═════ RAW DATA ═════

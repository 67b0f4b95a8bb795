//! Integration tests for vless-server.
//!
//! These tests verify the complete server flow including:
//! - WebSocket upgrade routing by path marker
//! - Handshake parsing and credential check
//! - Ack ordering relative to relayed payload
//! - Bidirectional relay against an echo upstream

use std::io::{Read, Write};
use std::net::{SocketAddr, TcpListener};
use std::thread;
use std::time::Duration;

use bytes::BytesMut;
use futures_util::{SinkExt, StreamExt};
use tokio::net::TcpStream;
use tokio_tungstenite::{
    connect_async, tungstenite::Message, MaybeTlsStream, WebSocketStream,
};
use vless_proto::{write_handshake, Credential, HostRef};
use vless_server::config::{
    AuthConfig, Config, LoggingConfig, MetricsConfig, ServerConfig, WebSocketConfig,
};
use vless_server::{run_with_shutdown, CancellationToken};

const UUID: &str = "a2c803ad-84dd-4ad7-9580-be9be3f7e1af";
const WRONG_UUID: &str = "a2c803ad-84dd-4ad7-9580-be9be3f7e1b0";

type ClientWs = WebSocketStream<MaybeTlsStream<TcpStream>>;

// ============================================================================
// Test Helper: Mock Echo Server
// ============================================================================

/// A simple TCP server that echoes back whatever it receives.
struct MockEchoServer {
    addr: SocketAddr,
    _handle: thread::JoinHandle<()>,
}

impl MockEchoServer {
    fn start() -> Self {
        let listener = TcpListener::bind("127.0.0.1:0").unwrap();
        let addr = listener.local_addr().unwrap();

        let handle = thread::spawn(move || {
            for mut stream in listener.incoming().flatten() {
                thread::spawn(move || {
                    let mut buf = [0u8; 4096];
                    loop {
                        match stream.read(&mut buf) {
                            Ok(0) => break,
                            Ok(n) => {
                                if stream.write_all(&buf[..n]).is_err() {
                                    break;
                                }
                            }
                            Err(_) => break,
                        }
                    }
                });
            }
        });

        Self {
            addr,
            _handle: handle,
        }
    }
}

// ============================================================================
// Test Helper: Tunnel Server
// ============================================================================

struct TestServer {
    addr: SocketAddr,
    _shutdown: CancellationToken,
}

impl TestServer {
    async fn start() -> Self {
        Self::start_with(|_| {}).await
    }

    async fn start_with(configure: impl FnOnce(&mut Config)) -> Self {
        // Find an available port
        let listener = tokio::net::TcpListener::bind("127.0.0.1:0").await.unwrap();
        let addr = listener.local_addr().unwrap();
        drop(listener);

        let mut config = Config {
            server: ServerConfig {
                listen: addr.to_string(),
                idle_timeout_secs: 30,
                handshake_timeout_secs: 5,
                max_header_bytes: 8192,
                max_connections: None,
                relay_buffer_size: 32768,
                tcp_send_buffer: 0,
                tcp_recv_buffer: 0,
                connection_backlog: 128,
            },
            auth: AuthConfig { uuid: UUID.into() },
            websocket: WebSocketConfig::default(),
            metrics: MetricsConfig::default(),
            logging: LoggingConfig {
                level: Some("warn".to_string()),
                ..Default::default()
            },
        };
        configure(&mut config);

        let shutdown = CancellationToken::new();
        let server_shutdown = shutdown.clone();
        tokio::spawn(async move {
            let _ = run_with_shutdown(config, server_shutdown).await;
        });

        // Wait for the server to start
        tokio::time::sleep(Duration::from_millis(300)).await;

        Self {
            addr,
            _shutdown: shutdown,
        }
    }

    async fn connect(&self, path: &str) -> ClientWs {
        let (ws, _) = connect_async(format!("ws://{}{}", self.addr, path))
            .await
            .expect("websocket upgrade failed");
        ws
    }
}

// ============================================================================
// Client-side handshake helpers
// ============================================================================

fn handshake_bytes(uuid: &str, host: HostRef<'_>, port: u16, payload: &[u8]) -> Vec<u8> {
    let credential = Credential::from_uuid(uuid).unwrap();
    let mut buf = BytesMut::new();
    write_handshake(&mut buf, 0, &credential, &host, port).unwrap();
    buf.extend_from_slice(payload);
    buf.to_vec()
}

/// Wait for the next data-bearing frame.
async fn next_payload(ws: &mut ClientWs) -> Vec<u8> {
    loop {
        let msg = tokio::time::timeout(Duration::from_secs(5), ws.next())
            .await
            .expect("timed out waiting for a frame")
            .expect("connection closed unexpectedly")
            .expect("websocket error");
        match msg {
            Message::Binary(data) => return data,
            Message::Text(text) => return text.into_bytes(),
            _ => continue,
        }
    }
}

/// Drain the connection until it closes, returning every payload byte seen.
/// An abrupt server-side drop counts as a close.
async fn drain_until_close(ws: &mut ClientWs) -> Vec<u8> {
    let mut out = Vec::new();
    loop {
        match tokio::time::timeout(Duration::from_secs(5), ws.next()).await {
            Ok(Some(Ok(Message::Binary(data)))) => out.extend_from_slice(&data),
            Ok(Some(Ok(Message::Text(text)))) => out.extend_from_slice(text.as_bytes()),
            Ok(Some(Ok(_))) => continue,
            Ok(Some(Err(_))) | Ok(None) => return out,
            Err(_) => panic!("timed out waiting for the session to close"),
        }
    }
}

// ============================================================================
// Tests
// ============================================================================

/// A valid handshake gets the 2-byte ack and the initial payload comes back
/// from the echo upstream.
#[tokio::test]
async fn tunnel_relays_ipv4_echo() {
    let echo = MockEchoServer::start();
    let server = TestServer::start().await;
    let mut ws = server.connect("/").await;

    let ip = match echo.addr {
        SocketAddr::V4(v4) => v4.ip().octets(),
        _ => panic!("expected IPv4 echo server"),
    };
    let payload = b"Hello, tunnel!";
    ws.send(Message::Binary(handshake_bytes(
        UUID,
        HostRef::Ipv4(ip),
        echo.addr.port(),
        payload,
    )))
    .await
    .unwrap();

    // The ack must be the first thing on the stream, even though the echo
    // upstream answers immediately.
    assert_eq!(next_payload(&mut ws).await, vec![0, 0]);

    let mut echoed = Vec::new();
    while echoed.len() < payload.len() {
        echoed.extend_from_slice(&next_payload(&mut ws).await);
    }
    assert_eq!(echoed, payload);

    // Frames after the handshake are raw payload, relayed as-is.
    ws.send(Message::Binary(b"second frame".to_vec()))
        .await
        .unwrap();
    let mut echoed = Vec::new();
    while echoed.len() < b"second frame".len() {
        echoed.extend_from_slice(&next_payload(&mut ws).await);
    }
    assert_eq!(echoed, b"second frame");
}

/// Domain-typed destinations go through the same path; an IP literal in the
/// domain slot must connect as-is.
#[tokio::test]
async fn tunnel_relays_domain_destination() {
    let echo = MockEchoServer::start();
    let server = TestServer::start().await;
    let mut ws = server.connect("/").await;

    ws.send(Message::Binary(handshake_bytes(
        UUID,
        HostRef::Domain("127.0.0.1"),
        echo.addr.port(),
        b"ping",
    )))
    .await
    .unwrap();

    assert_eq!(next_payload(&mut ws).await, vec![0, 0]);
    let mut echoed = Vec::new();
    while echoed.len() < 4 {
        echoed.extend_from_slice(&next_payload(&mut ws).await);
    }
    assert_eq!(echoed, b"ping");
}

/// Bytes relayed in both directions keep their order with no loss.
#[tokio::test]
async fn relay_preserves_order_across_frames() {
    let echo = MockEchoServer::start();
    let server = TestServer::start().await;
    let mut ws = server.connect("/").await;

    let ip = match echo.addr {
        SocketAddr::V4(v4) => v4.ip().octets(),
        _ => panic!("expected IPv4 echo server"),
    };
    ws.send(Message::Binary(handshake_bytes(
        UUID,
        HostRef::Ipv4(ip),
        echo.addr.port(),
        b"",
    )))
    .await
    .unwrap();
    assert_eq!(next_payload(&mut ws).await, vec![0, 0]);

    let mut expected = Vec::new();
    for i in 0u32..50 {
        let chunk = vec![(i % 251) as u8; 1 + (i as usize % 97)];
        expected.extend_from_slice(&chunk);
        ws.send(Message::Binary(chunk)).await.unwrap();
    }

    let mut echoed = Vec::new();
    while echoed.len() < expected.len() {
        echoed.extend_from_slice(&next_payload(&mut ws).await);
    }
    assert_eq!(echoed, expected);
}

/// A credential differing in at least one byte closes the session with zero
/// bytes written to the client.
#[tokio::test]
async fn wrong_credential_closes_with_zero_bytes() {
    let echo = MockEchoServer::start();
    let server = TestServer::start().await;
    let mut ws = server.connect("/").await;

    let ip = match echo.addr {
        SocketAddr::V4(v4) => v4.ip().octets(),
        _ => panic!("expected IPv4 echo server"),
    };
    ws.send(Message::Binary(handshake_bytes(
        WRONG_UUID,
        HostRef::Ipv4(ip),
        echo.addr.port(),
        b"should never arrive",
    )))
    .await
    .unwrap();

    assert!(drain_until_close(&mut ws).await.is_empty());
}

/// A refused upstream connect means the ack is never written.
#[tokio::test]
async fn refused_upstream_sends_no_ack() {
    // Bind then drop to get a port that is very likely closed.
    let closed = TcpListener::bind("127.0.0.1:0").unwrap();
    let dest_port = closed.local_addr().unwrap().port();
    drop(closed);

    let server = TestServer::start().await;
    let mut ws = server.connect("/").await;

    ws.send(Message::Binary(handshake_bytes(
        UUID,
        HostRef::Ipv4([127, 0, 0, 1]),
        dest_port,
        b"",
    )))
    .await
    .unwrap();

    assert!(drain_until_close(&mut ws).await.is_empty());
}

/// A handshake shorter than the minimum is rejected without bringing the
/// server down.
#[tokio::test]
async fn short_handshake_is_rejected_and_server_survives() {
    let echo = MockEchoServer::start();
    let server = TestServer::start().await;

    let mut ws = server.connect("/").await;
    ws.send(Message::Binary(vec![0u8; 5])).await.unwrap();
    assert!(drain_until_close(&mut ws).await.is_empty());

    // A fresh, valid session still works.
    let ip = match echo.addr {
        SocketAddr::V4(v4) => v4.ip().octets(),
        _ => panic!("expected IPv4 echo server"),
    };
    let mut ws = server.connect("/").await;
    ws.send(Message::Binary(handshake_bytes(
        UUID,
        HostRef::Ipv4(ip),
        echo.addr.port(),
        b"still alive",
    )))
    .await
    .unwrap();
    assert_eq!(next_payload(&mut ws).await, vec![0, 0]);
}

/// Upgrades are routed by the configured path marker.
#[tokio::test]
async fn upgrade_path_marker_is_enforced() {
    let echo = MockEchoServer::start();
    let server = TestServer::start_with(|config| {
        config.websocket.path = "/tunnel".into();
    })
    .await;

    // The wrong path is rejected at the HTTP layer.
    assert!(
        connect_async(format!("ws://{}/", server.addr)).await.is_err(),
        "upgrade on a non-tunnel path must be rejected"
    );

    // The configured path carries a full session.
    let ip = match echo.addr {
        SocketAddr::V4(v4) => v4.ip().octets(),
        _ => panic!("expected IPv4 echo server"),
    };
    let mut ws = server.connect("/tunnel").await;
    ws.send(Message::Binary(handshake_bytes(
        UUID,
        HostRef::Ipv4(ip),
        echo.addr.port(),
        b"routed",
    )))
    .await
    .unwrap();
    assert_eq!(next_payload(&mut ws).await, vec![0, 0]);
}

/// A client that upgrades but never sends a handshake is cut off by the
/// handshake timeout instead of holding a session slot forever.
#[tokio::test]
async fn silent_client_is_timed_out() {
    let server = TestServer::start_with(|config| {
        config.server.handshake_timeout_secs = 1;
    })
    .await;

    let mut ws = server.connect("/").await;
    // Send nothing; the server must close on its own.
    assert!(drain_until_close(&mut ws).await.is_empty());
}
//! Metrics collection and Prometheus exporter for vless-rs.
//!
//! This module provides metrics instrumentation for the tunnel server:
//! connection counts, handshake outcomes, relayed bytes, and error rates.

use std::net::SocketAddr;

use metrics::{counter, gauge, histogram};
use metrics_exporter_prometheus::PrometheusBuilder;

/// Initialize the Prometheus metrics exporter.
///
/// Starts an HTTP server on the given address to expose metrics.
/// Returns an error message if binding fails.
pub fn init_prometheus(listen: &str) -> Result<(), String> {
    let addr: SocketAddr = listen
        .parse()
        .map_err(|e| format!("invalid metrics listen address: {}", e))?;

    PrometheusBuilder::new()
        .with_http_listener(addr)
        .install()
        .map_err(|e| format!("failed to install prometheus exporter: {}", e))?;

    Ok(())
}

// ============================================================================
// Metric Names
// ============================================================================

/// Total number of TCP connections accepted.
pub const CONNECTIONS_TOTAL: &str = "vless_connections_total";
/// Number of currently active connections.
pub const CONNECTIONS_ACTIVE: &str = "vless_connections_active";
/// Total number of connections rejected before a session started.
pub const CONNECTIONS_REJECTED_TOTAL: &str = "vless_connections_rejected_total";
/// Total number of successful authentications.
pub const AUTH_SUCCESS_TOTAL: &str = "vless_auth_success_total";
/// Total number of failed authentications (credential mismatch).
pub const AUTH_FAILURE_TOTAL: &str = "vless_auth_failure_total";
/// Total number of handshakes rejected as malformed.
pub const HANDSHAKE_REJECTED_TOTAL: &str = "vless_handshake_rejected_total";
/// Total number of failed upstream connects.
pub const UPSTREAM_CONNECT_FAILURES_TOTAL: &str = "vless_upstream_connect_failures_total";
/// Upstream connect duration histogram (seconds).
pub const UPSTREAM_CONNECT_DURATION_SECONDS: &str = "vless_upstream_connect_duration_seconds";
/// Total bytes relayed from clients to upstreams.
pub const BYTES_CLIENT_TO_UPSTREAM_TOTAL: &str = "vless_bytes_client_to_upstream_total";
/// Total bytes relayed from upstreams to clients.
pub const BYTES_UPSTREAM_TO_CLIENT_TOTAL: &str = "vless_bytes_upstream_to_client_total";
/// Connection duration histogram (seconds).
pub const CONNECTION_DURATION_SECONDS: &str = "vless_connection_duration_seconds";
/// Total number of errors by type.
pub const ERRORS_TOTAL: &str = "vless_errors_total";

// ============================================================================
// Metric Recording Functions
// ============================================================================

/// Record a new connection accepted.
#[inline]
pub fn record_connection_accepted() {
    counter!(CONNECTIONS_TOTAL).increment(1);
    gauge!(CONNECTIONS_ACTIVE).increment(1.0);
}

/// Record a connection closed.
#[inline]
pub fn record_connection_closed(duration_secs: f64) {
    gauge!(CONNECTIONS_ACTIVE).decrement(1.0);
    histogram!(CONNECTION_DURATION_SECONDS).record(duration_secs);
}

/// Record a connection rejected before a session started.
#[inline]
pub fn record_connection_rejected(reason: &'static str) {
    counter!(CONNECTIONS_REJECTED_TOTAL, "reason" => reason).increment(1);
}

/// Record successful authentication.
#[inline]
pub fn record_auth_success() {
    counter!(AUTH_SUCCESS_TOTAL).increment(1);
}

/// Record failed authentication (silent close).
#[inline]
pub fn record_auth_failure() {
    counter!(AUTH_FAILURE_TOTAL).increment(1);
}

/// Record a malformed handshake.
#[inline]
pub fn record_handshake_rejected() {
    counter!(HANDSHAKE_REJECTED_TOTAL).increment(1);
}

/// Record a failed upstream connect.
#[inline]
pub fn record_upstream_connect_failure() {
    counter!(UPSTREAM_CONNECT_FAILURES_TOTAL).increment(1);
}

/// Record upstream connect duration.
#[inline]
pub fn record_upstream_connect_duration(duration_secs: f64) {
    histogram!(UPSTREAM_CONNECT_DURATION_SECONDS).record(duration_secs);
}

/// Record bytes relayed from a client to its upstream.
#[inline]
pub fn record_client_to_upstream_bytes(bytes: u64) {
    counter!(BYTES_CLIENT_TO_UPSTREAM_TOTAL).increment(bytes);
}

/// Record bytes relayed from an upstream to its client.
#[inline]
pub fn record_upstream_to_client_bytes(bytes: u64) {
    counter!(BYTES_UPSTREAM_TO_CLIENT_TOTAL).increment(bytes);
}

/// Record an error by type label.
#[inline]
pub fn record_error(error_type: &'static str) {
    counter!(ERRORS_TOTAL, "type" => error_type).increment(1);
}
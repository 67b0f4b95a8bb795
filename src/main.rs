//! Unified vless-rs CLI.
//!
//! This binary provides a unified interface to the vless components:
//! - `vless-rs server` - Run the tunnel server
//!
//! The server can also be run as a standalone binary.

use std::process::ExitCode;

use clap::{Parser, Subcommand};

/// vless-rs unified CLI.
#[derive(Parser)]
#[command(
    name = "vless-rs",
    version,
    about = "A Rust implementation of the VLESS-over-WebSocket tunnel protocol",
    propagate_version = true
)]
struct Cli {
    #[command(subcommand)]
    command: Commands,
}

#[derive(Subcommand)]
enum Commands {
    /// Run the tunnel server.
    #[command(name = "server", alias = "serve")]
    Server(Box<vless_server::cli::ServerArgs>),
}

#[tokio::main]
async fn main() -> ExitCode {
    let cli = Cli::parse();

    let result = match cli.command {
        Commands::Server(args) => vless_server::cli::run(*args).await,
    };

    match result {
        Ok(()) => ExitCode::SUCCESS,
        Err(e) => {
            eprintln!("Error: {}", e);
            ExitCode::FAILURE
        }
    }
}
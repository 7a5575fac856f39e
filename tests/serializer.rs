//! Rendering parsed documents

use downmark::downmark::ast::Item;
use downmark::downmark::config::{ConvertConfig, OutputMode};
use downmark::downmark::formats::{serialize_html, to_treeviz_str};
use downmark::{markdown_to_html, parse_body, parse_document, Converter};

fn lines(lines: &[&str]) -> String {
    lines.join("\r\n")
}

fn body_html(source: &str) -> String {
    serialize_html(&Item::Node(parse_body(source).unwrap()))
}

#[test]
fn test_header_document() {
    assert_eq!(
        markdown_to_html("# Title\r\n\r\n").unwrap(),
        lines(&[
            "<html>",
            "\t<head>",
            "\t</head>",
            "\t<body>",
            "\t\t<h1>",
            "\t\t\tTitle",
            "\t\t</h1>",
            "\t</body>",
            "</html>",
        ])
    );
}

#[test]
fn test_wrapper_chains() {
    assert_eq!(
        body_html("- a\r\n  - b"),
        lines(&[
            "<body>",
            "\t<ul>",
            "\t\t<li>",
            "\t\t\ta",
            "\t\t</li>",
            "\t\t<ul>",
            "\t\t\t<ul>",
            "\t\t\t\t<li>",
            "\t\t\t\t\tb",
            "\t\t\t\t</li>",
            "\t\t\t</ul>",
            "\t\t</ul>",
            "\t</ul>",
            "</body>",
        ])
    );
}

#[test]
fn test_link_attributes() {
    assert_eq!(
        body_html("[home](/ \"Home\") and [away](/x)"),
        lines(&[
            "<body>",
            "\t<p>",
            "\t\t<a href=\"/\" title=\"Home\">",
            "\t\t\thome",
            "\t\t</a>",
            "\t\t and ",
            "\t\t<a href=\"/x\">",
            "\t\t\taway",
            "\t\t</a>",
            "\t</p>",
            "</body>",
        ])
    );
}

#[test]
fn test_self_closing_and_empty_nodes() {
    assert_eq!(
        body_html("a\r\nb\r\n\r\n\r\n\r\n<hr/>"),
        lines(&[
            "<body>",
            "\t<p>",
            "\t\ta",
            "\t\t<br/>",
            "\t\tb",
            "\t</p>",
            "\t<p>",
            "\t</p>",
            "\t<hr/>",
            "</body>",
        ])
    );
}

#[test]
fn test_code_lines_are_indented_but_not_escaped() {
    assert_eq!(
        body_html("```\r\n<b>\r\n  x & y\r\n```"),
        lines(&[
            "<body>",
            "\t<code>",
            "\t\t<b>",
            "\t\t  x & y",
            "\t</code>",
            "</body>",
        ])
    );
}

#[test]
fn test_treeviz() {
    let document = parse_document("# Title\r\n\r\nSee [the docs](/docs)").unwrap();
    insta::assert_snapshot!(to_treeviz_str(&Item::Node(document)), @r###"
    <html>
      <head>
      <body>
        <h1>
          "Title"
        <p>
          "See "
          <a href=/docs>
            "the docs"
    "###);
}

#[test]
fn test_json_format() {
    let converter = Converter::new(
        ConvertConfig::default()
            .with_mode(OutputMode::Body)
            .with_format("json"),
    );
    let output = converter.convert("<br/>").unwrap();
    let value: serde_json::Value = serde_json::from_str(&output).unwrap();
    assert_eq!(
        value,
        serde_json::json!({
            "type": "node",
            "name": "body",
            "children": [{"type": "node", "name": "br"}]
        })
    );
}

#[test]
fn test_converter_matches_direct_serialization() {
    let source = "Title\r\n=====\r\n\r\n> *quoted*";
    let direct = markdown_to_html(source).unwrap();
    assert_eq!(Converter::default().convert(source).unwrap(), direct);
}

═════

WORK REQUEST: Read the lines above. Gather those in which the string "static" is found.

TASK OUTPUT:
pub fn record_connection_rejected(reason: &'static str) {
pub fn record_error(error_type: &'static str) {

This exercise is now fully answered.